Richard, Duke of York, should have been our King by right, but he was frustrated by Henry's guardians. When Richard died in 1860, his eldest son resolved to unseat the Lancastrian usurper. Edward's forces set off on their northward march from London at the beginning of March 1461, gathering support on their way to the battle that would resolve the dispute once and for all.
It was in the early evening of Sunday, 22 March, that my father met Brotherton and began his terrible adventure. John Hand was 38 years old. Their meeting-place was the manor-yard at Carlton Barron — the selfsame place where I was enticed by the succeeding generation's call to arms.
The younger man was a Yorkist captain, hardened beyond his years and charged with mustering all the competent fighting men that he could find. The rabble summoned to Carlton Manor, old men and children brandishing billhooks and scythes, proved to be a disappointment. Only the man with the bow, dark-eyed and stern, showed any promise.
I have my own picture of the scene in my mind:
'Draw it,' scoffs the captain, Brotherton. Without a word, John Hand raises the bow and pulls it back. The veins in his forearm bulge. The great arc flexes pent, perfectly motionless, silent but for the soft creak of dreadful tension.

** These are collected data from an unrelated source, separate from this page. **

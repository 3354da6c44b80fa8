pub mod client;
pub mod messages;

pub use client::{UploadClient, UploadError};
pub use messages::{ContentId, UploadKind, UploadResponse, UploadValue};
use serde::{Deserialize, Serialize};
use tracing::{error, info};

use crate::media::{
    CameraFacing, CaptureError, MediaDevice, MediaMode, MediaStream, StreamConstraints, VideoFrame,
};

/// Enabled state of the start/stop recording controls
#[derive(Debug, Clone, Copy, PartialEq, Eq, Serialize, Deserialize)]
pub struct Controls {
    pub start_enabled: bool,
    pub stop_enabled: bool,
}

impl Default for Controls {
    fn default() -> Self {
        Self {
            start_enabled: true,
            stop_enabled: false,
        }
    }
}

/// Owns the live stream and the camera facing preference
pub struct CaptureController {
    device: Box<dyn MediaDevice>,
    facing: CameraFacing,
    stream: Option<MediaStream>,
    controls: Controls,
}

impl CaptureController {
    pub fn new(device: Box<dyn MediaDevice>, facing: CameraFacing) -> Self {
        Self {
            device,
            facing,
            stream: None,
            controls: Controls::default(),
        }
    }

    /// Acquire a stream for `mode` and bind it to the preview surface
    ///
    /// On failure the controls keep their previous state.
    pub async fn start(&mut self, mode: MediaMode) -> Result<&MediaStream, CaptureError> {
        let constraints = StreamConstraints::for_mode(mode, self.facing);
        info!(
            "Requesting {:?} stream from {} (facing={:?})",
            mode,
            self.device.name(),
            self.facing
        );

        let stream = match self.device.get_user_media(constraints).await {
            Ok(stream) => stream,
            Err(e) => {
                error!("Error accessing camera: {}", e);
                return Err(e);
            }
        };

        // A previous stream is never left running behind the new one
        if let Some(previous) = self.stream.take() {
            previous.stop_all_tracks();
        }

        self.controls = Controls {
            start_enabled: false,
            stop_enabled: true,
        };

        Ok(&*self.stream.insert(stream))
    }

    /// Flip front/back camera and release the current stream
    ///
    /// Does not re-acquire; the caller starts a new capture.
    pub fn toggle_facing(&mut self) -> CameraFacing {
        self.facing = self.facing.toggled();

        if let Some(stream) = self.stream.take() {
            stream.stop_all_tracks();
        }

        self.controls = Controls::default();
        info!("Camera facing toggled to {:?}", self.facing);

        self.facing
    }

    /// Stop every track and forget the stream
    pub fn stop_all(&mut self) {
        if let Some(stream) = self.stream.take() {
            stream.stop_all_tracks();
        }
        self.controls = Controls::default();
    }

    pub fn stream(&self) -> Option<&MediaStream> {
        self.stream.as_ref()
    }

    pub fn current_frame(&self) -> Option<VideoFrame> {
        self.stream.as_ref().and_then(MediaStream::current_frame)
    }

    pub fn facing(&self) -> CameraFacing {
        self.facing
    }

    pub fn controls(&self) -> Controls {
        self.controls
    }
}
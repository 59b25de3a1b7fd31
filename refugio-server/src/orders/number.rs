//! Order number formatting
//!
//! Human-readable sequential identifier, distinct from the internal record
//! id: `RFL` + 6-digit zero-padded sequence. The sequence itself comes from
//! the storage-backed atomic counter (`OrderRepository::next_sequence`).

/// Prefix for every order number
pub const ORDER_NUMBER_PREFIX: &str = "RFL";

/// Format a sequence value as an order number
pub fn format_order_number(sequence: u64) -> String {
    format!("{}{:06}", ORDER_NUMBER_PREFIX, sequence)
}

#[cfg(test)]
mod tests {
    use super::*;

    #[test]
    fn zero_pads_to_six_digits() {
        assert_eq!(format_order_number(1), "RFL000001");
        assert_eq!(format_order_number(42), "RFL000042");
        assert_eq!(format_order_number(123456), "RFL123456");
    }

    #[test]
    fn does_not_truncate_past_six_digits() {
        assert_eq!(format_order_number(1_234_567), "RFL1234567");
    }
}
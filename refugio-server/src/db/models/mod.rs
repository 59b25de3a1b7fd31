//! Database Models

// Serde helpers
pub mod serde_helpers;

// Auth
pub mod admin;

// Catalog
pub mod product;

// Orders
pub mod order;

// Re-exports
pub use admin::{Admin, AdminCreate, AdminInfo, AdminRole};
pub use order::{
    CancelOrderRequest, CreateOrderRequest, Order, OrderItem, OrderItemRequest, OrderStatusPatch,
    UpdateStatusRequest,
};
pub use product::{Product, ProductCategory, ProductCreate, ProductUpdate};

The captain clears his throat, all doubt dispelled. 'You've used it in anger, I presume. In France?'
My father nods.
'You fought for Somerset, then? Will you now fight against him?'
After a moment's hesitation, another nod.
'Have you heard of Lord Fauconberge?'
This time the dark eyes are blank.
'I'm going to recommend you to the finest commander of bowmen in England,' the captain whispers. 'Don't disappoint him.'
It would be another three days before my father met Fauconberge. Early in the morning after his encounter with Brotherton, he gathered a few possessions in his satchel and shouldered his bow. Then he took leave of his family and joined the party on the northward road...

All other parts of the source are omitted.